El concejal de Cultura del Ayuntamiento de Salamanca, Julio López, acompañado de la directora de Exposiciones del Instituto de Cultura de Fundación Mapfre, Nadia Arroyo, y de los comisarios de la muestra Carlos Sánchez y Javier Piñar, ha presentado este lunes la exposición "Una imagen de España. Fotógrafos estereoscopistas franceses (1856-1867)", que se podrá visitar en la Sala de Santo Domingo de la Cruz hasta el próximo 8 de abril.
La exposición reúne 83 piezas, entre imágenes originales, reproducciones ampliadas de las fotografías y visores que permiten al espectador experimentar la tercera dimensión.
Con la llegada de la fotografía, los experimentos para obtener la sensación de relieve en la observación de imágenes encontraron el medio más adecuado. Durante la exposición universal de Londres de 1851 la reina Victoria mostró su fascinación por un visor estereoscópico y, a partir de ahí, el éxito comercial del nuevo invento traspasó rápidamente las fronteras. Además, esta nueva manera de observar imágenes se adaptaba especialmente a la visión del paisaje y de las ciudades, en un momento en que la literatura de viajes vivía su máximo esplendor y España se consideraba un destino ineludible.

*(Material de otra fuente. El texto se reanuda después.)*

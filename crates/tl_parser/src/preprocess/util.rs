//! Shared scanning helpers for preprocessing passes.

/// Skip over comments and quoted strings starting at `i`.
///
/// Template literals are handled by [`TemplateState`] instead, since their
/// `${..}` interpolations contain code.
///
/// Returns the first position after the region, or `None` when `i` does
/// not start one.
pub(super) fn skip_non_code(chars: &[char], i: usize) -> Option<usize> {
    if i >= chars.len() {
        return Some(chars.len());
    }

    if chars[i] == '/' && chars.get(i + 1) == Some(&'/') {
        let mut j = i + 2;
        while j < chars.len() && chars[j] != '\n' {
            j += 1;
        }
        return Some(j);
    }

    if chars[i] == '/' && chars.get(i + 1) == Some(&'*') {
        let mut j = i + 2;
        while j + 1 < chars.len() {
            if chars[j] == '*' && chars[j + 1] == '/' {
                return Some(j + 2);
            }
            j += 1;
        }
        return Some(chars.len());
    }

    if chars[i] == '"' || chars[i] == '\'' {
        return Some(skip_string(chars, i));
    }

    None
}

/// End of the quoted string opening at `i` (one past the closing quote).
pub(super) fn skip_string(chars: &[char], i: usize) -> usize {
    let quote = chars[i];
    let mut j = i + 1;
    while j < chars.len() && chars[j] != quote {
        if chars[j] == '\\' {
            j += 1;
        }
        j += 1;
    }
    (j + 1).min(chars.len())
}

pub(super) fn skip_whitespace(chars: &[char], mut i: usize) -> usize {
    while i < chars.len() && chars[i].is_whitespace() {
        i += 1;
    }
    i
}

pub(super) fn is_ident_char(c: char) -> bool {
    c.is_alphanumeric() || c == '_' || c == '$'
}

/// Whether `word` appears at `i` as a whole identifier.
pub(super) fn keyword_at(chars: &[char], i: usize, word: &str) -> bool {
    let len = word.chars().count();
    if i + len > chars.len() {
        return false;
    }
    if i > 0 && (is_ident_char(chars[i - 1]) || chars[i - 1] == '.') {
        return false;
    }
    if !chars[i..i + len].iter().copied().eq(word.chars()) {
        return false;
    }
    chars.get(i + len).map_or(true, |&c| !is_ident_char(c))
}

/// Nesting of template literals seen so far.
///
/// Each entry is the brace depth inside that literal's current
/// interpolation; `0` means the scanner is in the literal text.
#[derive(Default)]
pub(super) struct TemplateState {
    stack: Vec<i32>,
}

pub(super) enum HandleResult {
    /// Consumed by template handling; skip this many characters.
    Skip(usize),
    /// Code; process normally.
    Process,
}

impl TemplateState {
    pub fn new() -> Self {
        Self::default()
    }

    pub fn handle_char(&mut self, chars: &[char], i: usize) -> HandleResult {
        let Some(depth) = self.stack.last_mut() else {
            if chars[i] == '`' {
                self.stack.push(0);
                return HandleResult::Skip(1);
            }
            return HandleResult::Process;
        };

        if *depth == 0 {
            return match chars[i] {
                '\\' if i + 1 < chars.len() => HandleResult::Skip(2),
                '$' if chars.get(i + 1) == Some(&'{') => {
                    *depth = 1;
                    HandleResult::Skip(2)
                }
                '`' => {
                    self.stack.pop();
                    HandleResult::Skip(1)
                }
                _ => HandleResult::Skip(1),
            };
        }

        match chars[i] {
            '`' => {
                self.stack.push(0);
                HandleResult::Skip(1)
            }
            '{' => {
                *depth += 1;
                HandleResult::Process
            }
            '}' => {
                *depth -= 1;
                if *depth == 0 {
                    HandleResult::Skip(1)
                } else {
                    HandleResult::Process
                }
            }
            _ => HandleResult::Process,
        }
    }
}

Cuando la estereoscopia se incorpora a esta literatura, profundiza en una senda que ya había sido abierta. La novedad, más allá de la temática, radicaba en la mayor amplitud con la que se abordaba el tratamiento gráfico sobre el país por parte de los editores franceses. La fotografía estereoscópica sobre España fue realizada, fundamentalmente, por profesionales y empresas activas en el mercado parisino, acometiendo expediciones por cuenta propia, encargando colecciones a terceros o adquiriendo imágenes realizadas por fotógrafos "locales" residentes en el país. Entre 1856 y 1858 las expediciones realizadas o promovidas por Carpentier, Gaudin y Ferrier ponen en el mercado más de 500 imágenes de España; ya en la década de los sesenta, una nueva serie promovida por Ferrier y las colecciones de otros fotógrafos y editores, como Lamy y Andrieu, suponen otras 600 vistas adicionales.
La exposición se divide en tres ámbitos temáticos
La exposición se divide en tres ámbitos temáticos que introducen al espectador en el contexto del viaje fotográfico, en los artificios y la explotación de la visión espacial y en la imagen de España difundida a través de la fotografía estereoscópica.
En el espectáculo de la imagen descubrimos como más que un mercado de venta, España fue en las décadas centrales del siglo XIX un yacimiento de imágenes que enriquecían el imaginario de los consumidores europeos. La gestación de este patrimonio iconográfico y el fenómeno del voyage en Espagne, en su versión fotográfica, se produce en los primeros años de la década de 1850. Este primer ámbito contextualiza, por tanto, la producción de fotografía estereoscópica sobre España en el momento de máximo auge de la literatura de viajes.
El ámbito denominado el artificio y la explotación de la visión tridimensional muestra los esfuerzos e investigaciones que dieron como resultado la obtención de la visión tridimensional y su aplicación a la fotografía. El artificio técnico se conseguía mostrando al espectador no una, sino dos imágenes fotográficas ligeramente diferentes que habían de ser visualizadas a través de un aparato óptico. Este apartado nos muestra cómo lo tridimensional se mostró como un camino especialmente adecuado para difundir con mayor realismo las vistas de ciudades y paisajes de España.
La exposición se cierra con la sección una visión de España compuesta por un nutrido repertorio de imágenes elaborado por los fotógrafos Joseph Carpentier en 1856, Enerst Lamy, 1863, y Jean Andrieu, 1867, y las empresas editoriales de los Hermanos Gaudin (1857) y Ferrier-Soulier (1857 y 1863). Un mosaico de imágenes donde no está todo el país, sino lo que juzgaron más emblemático o lo que era más accesible. Importa el mundo urbano, pero no están todas las ciudades; importa el monumentalismo, pero la mirada enfatiza el Medievo cristiano y el recuerdo de Al-Ándalus; importan los escenarios del poder político –palacios reales, palacio de las Cortes, ayuntamientos- pero no se presta atención a los emblemas del poder económico y a los espacios de trabajo. Hay una especial predilección por las puertas urbanas y por los puertos de mar, tan vinculadas al hecho de viajar y a la sorpresa de entrar a descubrir, pero es poco el mundo interior que se muestra tras los muros y los mástiles. Abundan, en cambio, las visiones globales de las ciudades, capaces de mostrar la realidad en una sola mirada, o sucesivas cuando se recurre a la composición de panoramas.